What you should do: The entries below must be transcribed exactly. Leave nothing out.

Input:
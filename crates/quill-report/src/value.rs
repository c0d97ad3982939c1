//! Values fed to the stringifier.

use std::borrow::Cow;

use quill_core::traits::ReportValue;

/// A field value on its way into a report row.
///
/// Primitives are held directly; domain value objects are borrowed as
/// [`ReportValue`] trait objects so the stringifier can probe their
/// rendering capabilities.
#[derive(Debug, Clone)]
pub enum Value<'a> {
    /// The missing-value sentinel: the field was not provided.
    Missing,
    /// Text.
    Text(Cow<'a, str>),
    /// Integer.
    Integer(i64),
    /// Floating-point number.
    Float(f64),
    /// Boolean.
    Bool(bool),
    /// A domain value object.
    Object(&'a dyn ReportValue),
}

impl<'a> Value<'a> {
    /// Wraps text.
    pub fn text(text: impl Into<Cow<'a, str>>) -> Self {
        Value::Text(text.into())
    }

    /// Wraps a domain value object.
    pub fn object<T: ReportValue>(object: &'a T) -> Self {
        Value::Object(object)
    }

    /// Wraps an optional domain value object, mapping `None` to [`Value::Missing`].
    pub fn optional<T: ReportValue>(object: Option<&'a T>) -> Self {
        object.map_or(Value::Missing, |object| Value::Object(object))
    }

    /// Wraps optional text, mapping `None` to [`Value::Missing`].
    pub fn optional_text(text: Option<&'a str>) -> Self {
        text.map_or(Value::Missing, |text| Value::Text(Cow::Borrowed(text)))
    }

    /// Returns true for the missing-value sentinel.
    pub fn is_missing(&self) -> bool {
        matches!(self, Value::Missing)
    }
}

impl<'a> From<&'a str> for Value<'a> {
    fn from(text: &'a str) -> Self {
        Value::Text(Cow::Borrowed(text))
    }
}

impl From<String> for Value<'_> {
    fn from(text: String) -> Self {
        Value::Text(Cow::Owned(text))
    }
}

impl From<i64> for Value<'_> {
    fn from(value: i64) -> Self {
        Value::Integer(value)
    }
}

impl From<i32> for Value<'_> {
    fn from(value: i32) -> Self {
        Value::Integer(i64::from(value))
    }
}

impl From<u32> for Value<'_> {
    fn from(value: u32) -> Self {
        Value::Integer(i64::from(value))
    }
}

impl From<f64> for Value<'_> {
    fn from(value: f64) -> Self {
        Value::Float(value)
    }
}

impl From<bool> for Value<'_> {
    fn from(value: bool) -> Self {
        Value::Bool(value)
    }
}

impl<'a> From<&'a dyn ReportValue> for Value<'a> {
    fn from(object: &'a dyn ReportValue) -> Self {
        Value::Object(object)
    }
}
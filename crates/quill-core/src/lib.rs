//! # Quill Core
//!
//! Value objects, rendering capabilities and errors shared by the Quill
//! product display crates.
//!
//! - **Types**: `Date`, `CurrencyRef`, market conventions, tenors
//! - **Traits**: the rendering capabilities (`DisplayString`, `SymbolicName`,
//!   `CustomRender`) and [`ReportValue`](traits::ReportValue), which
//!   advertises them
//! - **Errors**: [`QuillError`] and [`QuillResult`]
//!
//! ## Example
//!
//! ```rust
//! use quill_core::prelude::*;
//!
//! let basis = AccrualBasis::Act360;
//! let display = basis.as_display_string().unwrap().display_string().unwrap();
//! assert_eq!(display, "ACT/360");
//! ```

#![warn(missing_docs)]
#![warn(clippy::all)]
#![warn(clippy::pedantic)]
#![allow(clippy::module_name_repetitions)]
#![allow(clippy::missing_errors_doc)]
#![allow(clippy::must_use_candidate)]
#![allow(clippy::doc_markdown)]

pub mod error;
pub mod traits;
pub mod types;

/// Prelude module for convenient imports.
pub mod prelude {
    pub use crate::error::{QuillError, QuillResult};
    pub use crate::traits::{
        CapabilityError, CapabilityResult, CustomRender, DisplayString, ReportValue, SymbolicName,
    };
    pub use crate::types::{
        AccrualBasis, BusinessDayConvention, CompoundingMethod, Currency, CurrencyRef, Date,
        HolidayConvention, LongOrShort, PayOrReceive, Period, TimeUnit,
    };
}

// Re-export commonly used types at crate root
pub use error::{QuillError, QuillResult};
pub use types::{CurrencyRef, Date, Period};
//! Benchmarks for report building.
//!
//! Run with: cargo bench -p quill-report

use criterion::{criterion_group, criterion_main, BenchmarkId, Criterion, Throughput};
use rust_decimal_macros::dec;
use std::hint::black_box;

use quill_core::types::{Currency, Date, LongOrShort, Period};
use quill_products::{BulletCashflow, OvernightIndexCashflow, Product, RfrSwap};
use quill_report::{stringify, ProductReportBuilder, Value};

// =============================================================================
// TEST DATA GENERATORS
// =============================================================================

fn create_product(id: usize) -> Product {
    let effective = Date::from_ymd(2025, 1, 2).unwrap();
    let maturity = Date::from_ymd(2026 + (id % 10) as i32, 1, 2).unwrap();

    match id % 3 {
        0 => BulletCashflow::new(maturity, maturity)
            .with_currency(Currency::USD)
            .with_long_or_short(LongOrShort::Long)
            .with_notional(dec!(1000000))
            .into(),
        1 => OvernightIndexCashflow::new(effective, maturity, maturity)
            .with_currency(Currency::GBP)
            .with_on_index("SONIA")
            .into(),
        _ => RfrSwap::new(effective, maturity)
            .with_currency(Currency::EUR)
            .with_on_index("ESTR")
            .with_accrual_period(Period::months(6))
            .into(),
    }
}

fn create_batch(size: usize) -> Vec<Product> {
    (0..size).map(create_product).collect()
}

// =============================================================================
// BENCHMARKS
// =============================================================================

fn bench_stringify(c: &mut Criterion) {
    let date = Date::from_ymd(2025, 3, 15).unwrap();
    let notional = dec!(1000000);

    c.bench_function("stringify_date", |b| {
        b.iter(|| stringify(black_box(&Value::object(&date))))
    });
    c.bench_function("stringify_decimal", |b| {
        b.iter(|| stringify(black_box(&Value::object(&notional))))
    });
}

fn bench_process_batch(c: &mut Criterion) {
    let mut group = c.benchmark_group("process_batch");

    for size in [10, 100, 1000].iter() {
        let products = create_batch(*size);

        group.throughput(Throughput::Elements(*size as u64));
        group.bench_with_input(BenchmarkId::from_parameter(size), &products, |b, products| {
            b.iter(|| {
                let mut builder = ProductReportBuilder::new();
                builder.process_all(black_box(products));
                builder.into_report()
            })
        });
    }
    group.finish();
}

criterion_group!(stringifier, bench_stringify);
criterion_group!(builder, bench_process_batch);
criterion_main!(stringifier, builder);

Reply:
filename crates/quill-report/src/value.rs
repository c0d97ad3982939c1
//! Values fed to the stringifier.

use std::borrow::Cow;

use quill_core::traits::ReportValue;

/// A field value on its way into a report row.
///
/// Primitives are held directly; domain value objects are borrowed as
/// [`ReportValue`] trait objects so the stringifier can probe their
/// rendering capabilities.
#[derive(Debug, Clone)]
pub enum Value<'a> {
    /// The missing-value sentinel: the field was not provided.
    Missing,
    /// Text.
    Text(Cow<'a, str>),
    /// Integer.
    Integer(i64),
    /// Floating-point number.
    Float(f64),
    /// Boolean.
    Bool(bool),
    /// A domain value object.
    Object(&'a dyn ReportValue),
}

impl<'a> Value<'a> {
    /// Wraps text.
    pub fn text(text: impl Into<Cow<'a, str>>) -> Self {
        Value::Text(text.into())
    }

    /// Wraps a domain value object.
    pub fn object<T: ReportValue>(object: &'a T) -> Self {
        Value::Object(object)
    }

    /// Wraps an optional domain value object, mapping `None` to [`Value::Missing`].
    pub fn optional<T: ReportValue>(object: Option<&'a T>) -> Self {
        object.map_or(Value::Missing, |object| Value::Object(object))
    }

    /// Wraps optional text, mapping `None` to [`Value::Missing`].
    pub fn optional_text(text: Option<&'a str>) -> Self {
        text.map_or(Value::Missing, |text| Value::Text(Cow::Borrowed(text)))
    }

    /// Returns true for the missing-value sentinel.
    pub fn is_missing(&self) -> bool {
        matches!(self, Value::Missing)
    }
}

impl<'a> From<&'a str> for Value<'a> {
    fn from(text: &'a str) -> Self {
        Value::Text(Cow::Borrowed(text))
    }
}

impl From<String> for Value<'_> {
    fn from(text: String) -> Self {
        Value::Text(Cow::Owned(text))
    }
}

impl From<i64> for Value<'_> {
    fn from(value: i64) -> Self {
        Value::Integer(value)
    }
}

impl From<i32> for Value<'_> {
    fn from(value: i32) -> Self {
        Value::Integer(i64::from(value))
    }
}

impl From<u32> for Value<'_> {
    fn from(value: u32) -> Self {
        Value::Integer(i64::from(value))
    }
}

impl From<f64> for Value<'_> {
    fn from(value: f64) -> Self {
        Value::Float(value)
    }
}

impl From<bool> for Value<'_> {
    fn from(value: bool) -> Self {
        Value::Bool(value)
    }
}

impl<'a> From<&'a dyn ReportValue> for Value<'a> {
    fn from(object: &'a dyn ReportValue) -> Self {
        Value::Object(object)
    }
}
filename crates/quill-core/src/lib.rs
//! # Quill Core
//!
//! Value objects, rendering capabilities and errors shared by the Quill
//! product display crates.
//!
//! - **Types**: `Date`, `CurrencyRef`, market conventions, tenors
//! - **Traits**: the rendering capabilities (`DisplayString`, `SymbolicName`,
//!   `CustomRender`) and [`ReportValue`](traits::ReportValue), which
//!   advertises them
//! - **Errors**: [`QuillError`] and [`QuillResult`]
//!
//! ## Example
//!
//! ```rust
//! use quill_core::prelude::*;
//!
//! let basis = AccrualBasis::Act360;
//! let display = basis.as_display_string().unwrap().display_string().unwrap();
//! assert_eq!(display, "ACT/360");
//! ```

#![warn(missing_docs)]
#![warn(clippy::all)]
#![warn(clippy::pedantic)]
#![allow(clippy::module_name_repetitions)]
#![allow(clippy::missing_errors_doc)]
#![allow(clippy::must_use_candidate)]
#![allow(clippy::doc_markdown)]

pub mod error;
pub mod traits;
pub mod types;

/// Prelude module for convenient imports.
pub mod prelude {
    pub use crate::error::{QuillError, QuillResult};
    pub use crate::traits::{
        CapabilityError, CapabilityResult, CustomRender, DisplayString, ReportValue, SymbolicName,
    };
    pub use crate::types::{
        AccrualBasis, BusinessDayConvention, CompoundingMethod, Currency, CurrencyRef, Date,
        HolidayConvention, LongOrShort, PayOrReceive, Period, TimeUnit,
    };
}

// Re-export commonly used types at crate root
pub use error::{QuillError, QuillResult};
pub use types::{CurrencyRef, Date, Period};
//! Benchmarks for report building.
//!
//! Run with: cargo bench -p quill-report

use criterion::{criterion_group, criterion_main, BenchmarkId, Criterion, Throughput};
use rust_decimal_macros::dec;
use std::hint::black_box;

use quill_core::types::{Currency, Date, LongOrShort, Period};
use quill_products::{BulletCashflow, OvernightIndexCashflow, Product, RfrSwap};
use quill_report::{stringify, ProductReportBuilder, Value};

// =============================================================================
// TEST DATA GENERATORS
// =============================================================================

fn create_product(id: usize) -> Product {
    let effective = Date::from_ymd(2025, 1, 2).unwrap();
    let maturity = Date::from_ymd(2026 + (id % 10) as i32, 1, 2).unwrap();

    match id % 3 {
        0 => BulletCashflow::new(maturity, maturity)
            .with_currency(Currency::USD)
            .with_long_or_short(LongOrShort::Long)
            .with_notional(dec!(1000000))
            .into(),
        1 => OvernightIndexCashflow::new(effective, maturity, maturity)
            .with_currency(Currency::GBP)
            .with_on_index("SONIA")
            .into(),
        _ => RfrSwap::new(effective, maturity)
            .with_currency(Currency::EUR)
            .with_on_index("ESTR")
            .with_accrual_period(Period::months(6))
            .into(),
    }
}

fn create_batch(size: usize) -> Vec<Product> {
    (0..size).map(create_product).collect()
}

// =============================================================================
// BENCHMARKS
// =============================================================================

fn bench_stringify(c: &mut Criterion) {
    let date = Date::from_ymd(2025, 3, 15).unwrap();
    let notional = dec!(1000000);

    c.bench_function("stringify_date", |b| {
        b.iter(|| stringify(black_box(&Value::object(&date))))
    });
    c.bench_function("stringify_decimal", |b| {
        b.iter(|| stringify(black_box(&Value::object(&notional))))
    });
}

fn bench_process_batch(c: &mut Criterion) {
    let mut group = c.benchmark_group("process_batch");

    for size in [10, 100, 1000].iter() {
        let products = create_batch(*size);

        group.throughput(Throughput::Elements(*size as u64));
        group.bench_with_input(BenchmarkId::from_parameter(size), &products, |b, products| {
            b.iter(|| {
                let mut builder = ProductReportBuilder::new();
                builder.process_all(black_box(products));
                builder.into_report()
            })
        });
    }
    group.finish();
}

criterion_group!(stringifier, bench_stringify);
criterion_group!(builder, bench_process_batch);
criterion_main!(stringifier, builder);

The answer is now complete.